July 5th, 2005 No comments

I just noticed I haven’t written here since I got the WF contract. All went well beside the fact they never would listen to me. After completing Phase I, I realized that I want nothing to do with the people who hired me nor would I want to work for WF. Too much to get into but I don’t understand how some people believe it is better to push people around to get results rather than working with those who are doing everything they can do get the job done. I hate getting into it because it bothers me. Writing about it will just make it grow more so I’m dropping it. Oh, I have to say one more thing. Because we basically hate each other they won’t be picking me up for Phase II. However, I have a plan that would save WF $400.000.00. It was the plan I came up with when I first started investigating the cut-over. So again, my initial intuition was correct. BTW, I was told to forget that plan back then. Not sure why but why would a company want to spend an extrat $200,000.00 let alone $400K?

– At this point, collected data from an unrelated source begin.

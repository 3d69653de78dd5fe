use anyhow::Result;
use clap::{Parser, Subcommand};
use std::path::{Path, PathBuf};

use relkit::config::{self, Config};
use relkit::domain::GitRef;
use relkit::git::{Git2RefSource, RefSource};
use relkit::output::OutputTarget;
use relkit::recipes;
use relkit::release;
use relkit::report::{self, ReportOutcome};
use relkit::semver_check;
use relkit::ui;

#[derive(Parser)]
#[command(
    name = "relkit",
    about = "Release pipeline maintenance toolkit",
    version
)]
struct Args {
    #[arg(short, long, help = "Custom configuration file path", global = true)]
    config: Option<String>,

    #[command(subcommand)]
    command: Command,
}

#[derive(Subcommand)]
enum Command {
    /// Derive release version and channel from a source-control reference
    Version {
        #[arg(
            long = "ref",
            help = "Reference string (defaults to GITHUB_REF, then the local checkout)"
        )]
        git_ref: Option<String>,

        #[arg(
            long,
            help = "Append KEY=value output to this file instead of GITHUB_ENV/stdout"
        )]
        output_env: Option<String>,
    },

    /// Validate that a string is a semantic version
    Validate {
        #[arg(help = "Version string to check")]
        version: String,

        #[arg(long, help = "Accept the configured tag prefix before the version")]
        allow_prefix: bool,
    },

    /// Rewrite test-report file paths to be repository-relative
    RewriteReport {
        #[arg(required = true, help = "Report files to rewrite in place")]
        reports: Vec<PathBuf>,

        #[arg(long, help = "Path prefix to strip (defaults to [report].strip_prefix)")]
        prefix: Option<String>,

        #[arg(long, help = "Write the rewritten report here (single report only)")]
        output: Option<PathBuf>,
    },

    /// Bundle recipe directories and replace the cluster ConfigMap
    PublishRecipes {
        #[arg(help = "Directory whose subdirectories become bundles")]
        dir: PathBuf,

        #[arg(long, help = "Target namespace (defaults to [recipes].namespace)")]
        namespace: Option<String>,

        #[arg(long, help = "Target ConfigMap name (defaults to [recipes].configmap)")]
        configmap: Option<String>,

        #[arg(short, long, help = "Skip confirmation prompts")]
        force: bool,

        #[arg(long, help = "Archive and list bundles without touching the cluster")]
        dry_run: bool,
    },
}

fn main() -> Result<()> {
    let args = Args::parse();

    // Load configuration
    let config = match config::load_config(args.config.as_deref()) {
        Ok(cfg) => cfg,
        Err(e) => {
            eprintln!("Error loading config: {}", e);
            std::process::exit(1);
        }
    };

    let outcome = match args.command {
        Command::Version {
            git_ref,
            output_env,
        } => run_version(&config, git_ref, output_env),
        Command::Validate {
            version,
            allow_prefix,
        } => run_validate(&config, &version, allow_prefix),
        Command::RewriteReport {
            reports,
            prefix,
            output,
        } => run_rewrite_report(&config, &reports, prefix, output),
        Command::PublishRecipes {
            dir,
            namespace,
            configmap,
            force,
            dry_run,
        } => run_publish_recipes(&config, &dir, namespace, configmap, force, dry_run),
    };

    if let Err(e) = outcome {
        ui::display_error(&e.to_string());
        std::process::exit(1);
    }

    Ok(())
}

/// Resolve the reference string: explicit flag, CI environment, local checkout
fn resolve_ref(explicit: Option<String>) -> String {
    if let Some(reference) = explicit {
        return reference;
    }

    if let Ok(reference) = std::env::var("GITHUB_REF") {
        if !reference.is_empty() {
            return reference;
        }
    }

    match Git2RefSource::open(".") {
        Ok(source) => match source.current_ref() {
            Ok(reference) => reference,
            Err(e) => {
                ui::display_status(&format!(
                    "Warning: Could not describe checkout: {}. Using edge defaults.",
                    e
                ));
                String::new()
            }
        },
        Err(e) => {
            ui::display_status(&format!(
                "Warning: No git checkout found: {}. Using edge defaults.",
                e
            ));
            String::new()
        }
    }
}

fn run_version(config: &Config, git_ref: Option<String>, output_env: Option<String>) -> Result<()> {
    let ref_string = resolve_ref(git_ref);
    let git_ref = GitRef::parse(&ref_string);

    let derivation = release::derive_release(&git_ref, &config.version);
    if let Some(warning) = &derivation.warning {
        ui::display_boundary_warning(warning);
    }

    let target = OutputTarget::resolve(output_env.as_deref());
    let pairs = derivation.info.to_pairs();

    match &target {
        OutputTarget::EnvFile(path) => {
            ui::display_status(&format!("Deriving release fields from '{}'", ref_string));
            ui::display_release_info(&derivation.info);
            target.write_pairs(&pairs)?;
            ui::display_success(&format!(
                "Appended {} fields to {}",
                pairs.len(),
                path.display()
            ));
        }
        // Bare KEY=value lines so pipeline steps can eval the output
        OutputTarget::Stdout => {
            target.write_pairs(&pairs)?;
        }
    }

    Ok(())
}

fn run_validate(config: &Config, version: &str, allow_prefix: bool) -> Result<()> {
    let prefix = if allow_prefix {
        Some(config.version.tag_prefix.as_str())
    } else {
        None
    };

    match semver_check::validate(version, prefix) {
        Ok(_) => {
            ui::display_success(&format!("'{}' is a valid semantic version", version));
            Ok(())
        }
        Err(e) => {
            ui::display_error(&e.to_string());
            std::process::exit(1);
        }
    }
}

fn run_rewrite_report(
    config: &Config,
    reports: &[PathBuf],
    prefix: Option<String>,
    output: Option<PathBuf>,
) -> Result<()> {
    if output.is_some() && reports.len() != 1 {
        ui::display_error("--output requires exactly one report");
        std::process::exit(1);
    }

    let prefix = match prefix.or_else(|| config.report.strip_prefix.clone()) {
        Some(p) => p,
        None => {
            ui::display_error("No path prefix given; pass --prefix or set [report].strip_prefix");
            std::process::exit(1);
        }
    };

    for report_path in reports {
        match report::rewrite_report_file(report_path, &prefix, output.as_deref())? {
            ReportOutcome::Rewritten { replaced } => {
                ui::display_success(&format!(
                    "{}: rewrote {} path attribute(s)",
                    report_path.display(),
                    replaced
                ));
            }
            // Skips are tolerated: the pipeline may run this step even
            // when a test suite produced no report
            ReportOutcome::Skipped(warning) => {
                ui::display_boundary_warning(&warning);
            }
        }
    }

    Ok(())
}

fn run_publish_recipes(
    config: &Config,
    dir: &Path,
    namespace: Option<String>,
    configmap: Option<String>,
    force: bool,
    dry_run: bool,
) -> Result<()> {
    let namespace = namespace.unwrap_or_else(|| config.recipes.namespace.clone());
    let configmap_name = configmap.unwrap_or_else(|| config.recipes.configmap.clone());

    ui::display_status(&format!(
        "Bundling recipe directories under '{}'",
        dir.display()
    ));
    let (bundles, warnings) = recipes::archive_recipes(dir)?;
    for warning in &warnings {
        ui::display_boundary_warning(warning);
    }

    if bundles.is_empty() {
        ui::display_error("No recipe bundles produced; nothing to publish");
        std::process::exit(1);
    }

    ui::display_bundle_summary(&bundles);

    if dry_run {
        ui::display_status("Dry run: cluster state not modified");
        return Ok(());
    }

    if !force {
        let prompt = format!(
            "Replace ConfigMap '{}/{}' with {} bundle(s)?",
            namespace,
            configmap_name,
            bundles.len()
        );
        if !ui::confirm_action(&prompt)? {
            println!("Operation cancelled by user.");
            return Ok(());
        }
    }

    ui::display_status(&format!(
        "Replacing ConfigMap '{}/{}'",
        namespace, configmap_name
    ));
    recipes::replace_configmap_blocking(&namespace, &configmap_name, &bundles)?;
    ui::display_success(&format!(
        "Published {} bundle(s) to ConfigMap '{}/{}'",
        bundles.len(),
        namespace,
        configmap_name
    ));

    Ok(())
}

So I’m looking again. Some possibilities out there but nothing seems to interest me. I wish I could retire. Not because I am lazy but it just seems…? Useless. Computers that is. They really don’t add to the Value of life. Sure you can do neat things like this or play games or lookup information. But when was the last time I really made a difference with a computer. Speaking of that I do have some ideas that would impact life for most everyone. These are inventions that are so far beyond my grasp that someone else will do it and get the credit.

I guess that’s all for now. My wrists hurt – flat keyboard. Let’s see if a door opens. I was told that my next job is where I will really be able to make a difference, really be noticed. Psychic told my wife that about me. So we will see – who knows?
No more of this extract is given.